• Articolo Bruxelles, 11 settembre 2012
  • Al Consiglio informale Ministri Agricoltura a Bruxelles

    IFOAM: riformare l’agricoltura per proteggere l’oro blu

  • Stopes: “Ministri devono spingere la vera Riforma della PAC per proteggere le risorse idriche e del suolo dell’Unione Europea”

(Rinnovabili.it) – La scarsità d’acqua e l’abbandono delle terre legate a condizioni climatiche avverse sono i temi che stanno tenendo banco a Cipro in occasione del Consiglio informale Agricoltura. L’incontro, apertosi il 9 settembre, vede riuniti i Ministri dell’agricoltura dei Ventisette Stati membri impegnati quest’anno nella riforma della politica agricola comune (PAC); l’appuntamento è stata dunque l’occasione per presentare e discutere alcune delle possibili misure per migliorare la gestione delle risorse idriche e la difesa del suolo al fine di aiutare gli agricoltori ad adattarsi ai cambiamenti climatici, uno degli aspetti più delicati della PAC.

L’interdipendenza tra agricoltura e risorse naturali è la chiave per assicurare un futuro basato sulla sicurezza alimentare – ha affermato Christopher Stopes, presidente del gruppo IFOAM-International Federation of Organic Agricultural Movement Europeo ricordando ai Ministri che il budget a disposizione della politica agricola comune dovrebbe effettivamente favorire una politica a sostegno del cibo sano – “E’ pertanto necessario un urgente confronto tra le nuove sfide ambientali e la produzione alimentare.
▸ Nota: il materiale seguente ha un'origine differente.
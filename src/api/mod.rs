//! REST API module.
//!
//! Handlers for every resource plus the extractors and checks they share. Success bodies
//! are the bare payloads the site front end reads; failures go through [`AppError`].

mod blog;
mod contact;
mod newsletter;
mod portfolio;
mod projects;
mod timeline;

pub use blog::*;
pub use contact::*;
pub use newsletter::*;
pub use portfolio::*;
pub use projects::*;
pub use timeline::*;

use axum::{
    extract::{rejection::JsonRejection, FromRequest, FromRequestParts, Query, Request},
    http::request::Parts,
    Json,
};
use once_cell::sync::Lazy;
use regex::Regex;
use serde::{de::DeserializeOwned, Deserialize, Serialize};

use crate::errors::AppError;
use crate::i18n::{Bilingual, Lang};

/// Cap on timeline, project and contact listings.
pub const LIST_LIMIT: i64 = 100;
/// Cap on the subscriber listing.
pub const SUBSCRIBER_LIMIT: i64 = 1000;

/// Response type for every handler.
pub type ApiResult<T> = Result<Json<T>, AppError>;

/// JSON body extractor that reports malformed or incomplete bodies as validation errors.
pub struct ApiJson<T>(pub T);

impl<S, T> FromRequest<S> for ApiJson<T>
where
    T: DeserializeOwned,
    S: Send + Sync,
{
    type Rejection = AppError;

    async fn from_request(req: Request, state: &S) -> Result<Self, Self::Rejection> {
        let Json(value) = Json::<T>::from_request(req, state)
            .await
            .map_err(|rejection: JsonRejection| AppError::Validation(rejection.body_text()))?;
        Ok(Self(value))
    }
}

/// Query string extractor that reports unknown languages and bad numbers as validation errors.
pub struct ApiQuery<T>(pub T);

impl<S, T> FromRequestParts<S> for ApiQuery<T>
where
    T: DeserializeOwned,
    S: Send + Sync,
{
    type Rejection = AppError;

    async fn from_request_parts(parts: &mut Parts, _state: &S) -> Result<Self, Self::Rejection> {
        let Query(value) = Query::<T>::try_from_uri(&parts.uri)
            .map_err(|rejection| AppError::Validation(rejection.body_text()))?;
        Ok(Self(value))
    }
}

/// `?lang=en|no`, defaulting to English.
#[derive(Debug, Default, Deserialize)]
pub struct LangQuery {
    #[serde(default)]
    pub lang: Lang,
}

/// Plain acknowledgement.
#[derive(Debug, Serialize, Deserialize)]
pub struct MessageResponse {
    pub message: String,
}

impl MessageResponse {
    pub fn new(message: impl Into<String>) -> Self {
        Self {
            message: message.into(),
        }
    }
}

/// Acknowledgement for a newly created document.
#[derive(Debug, Serialize, Deserialize)]
pub struct CreatedResponse {
    pub message: String,
    pub id: String,
}

// ============================================================================
// Validation
// ============================================================================

static EMAIL_REGEX: Lazy<Regex> = Lazy::new(|| {
    Regex::new(
        concat!(
            // dot-atom local part
            r"^[A-Za-z0-9!#$%&'*+/=?^_`{|}~-]+(?:\.[A-Za-z0-9!#$%&'*+/=?^_`{|}~-]+)*",
            r"@(?:[A-Za-z0-9](?:[A-Za-z0-9-]{0,61}[A-Za-z0-9])?\.)+",
            // top-level label must not be numeric
            r"[A-Za-z](?:[A-Za-z0-9-]{0,61}[A-Za-z0-9])?$",
        ),
    )
    .expect("email pattern is valid")
});

const MAX_EMAIL_LEN: usize = 254;

/// Check an email address and return it trimmed.
pub fn validate_email(email: &str) -> Result<String, AppError> {
    let email = email.trim();
    if email.len() > MAX_EMAIL_LEN || !EMAIL_REGEX.is_match(email) {
        return Err(AppError::Validation(
            "value is not a valid email address".to_string(),
        ));
    }
    Ok(email.to_string())
}

/// Reject a bilingual field that lacks either translation.
pub fn require_translations<T>(field: &str, value: &Bilingual<T>) -> Result<(), AppError> {
    match value.missing() {
        Some(lang) => Err(AppError::Validation(format!(
            "{} is missing the '{}' translation",
            field, lang
        ))),
        None => Ok(()),
    }
}

/// Reject an empty or whitespace-only string.
pub fn require_text(field: &str, value: &str) -> Result<(), AppError> {
    if value.trim().is_empty() {
        return Err(AppError::Validation(format!("{} is required", field)));
    }
    Ok(())
}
I Ministri devono assicurare che le discussioni su questi temi importanti e sulla Riforma della PAC, Politica Agricola Comune, debbano esser seguite da azioni concrete che possano realmente dirigere l’agricoltura europea verso la sostenibilità, agevolando il biologico e le misure di sviluppo rurale”.

Ciò significa anche trasformare la prossima PAC in una strategia più verde e più intelligente, come è stato già richiesto dalla Good Food March, e per questo motivo i Ventisette hanno messo sul tavolo dei colloqui anche la necessità di tecnologie verdi e pratiche per la produzione sostenibile finalizzate ad arrestare la perdita di biodiversità e l’esaurimento del suolo.  “I Ministri dell’Agricoltura – continua Stopes – devono adesso dimostrare che la nuova PAC può dirigere l’agricoltura verso un giusto cammino, per garantire un sufficiente sostegno economico per le misure per lo sviluppo rurale, cruciali per dare forma al futuro. Questo si può ottenere prima di tutto attraverso una conversione alle tematiche ambientali di tutti i finanziamenti PAC e in secondo luogo rendendo prioritaria l’agricoltura bio e l’alto valore dei sistemi agricoli”.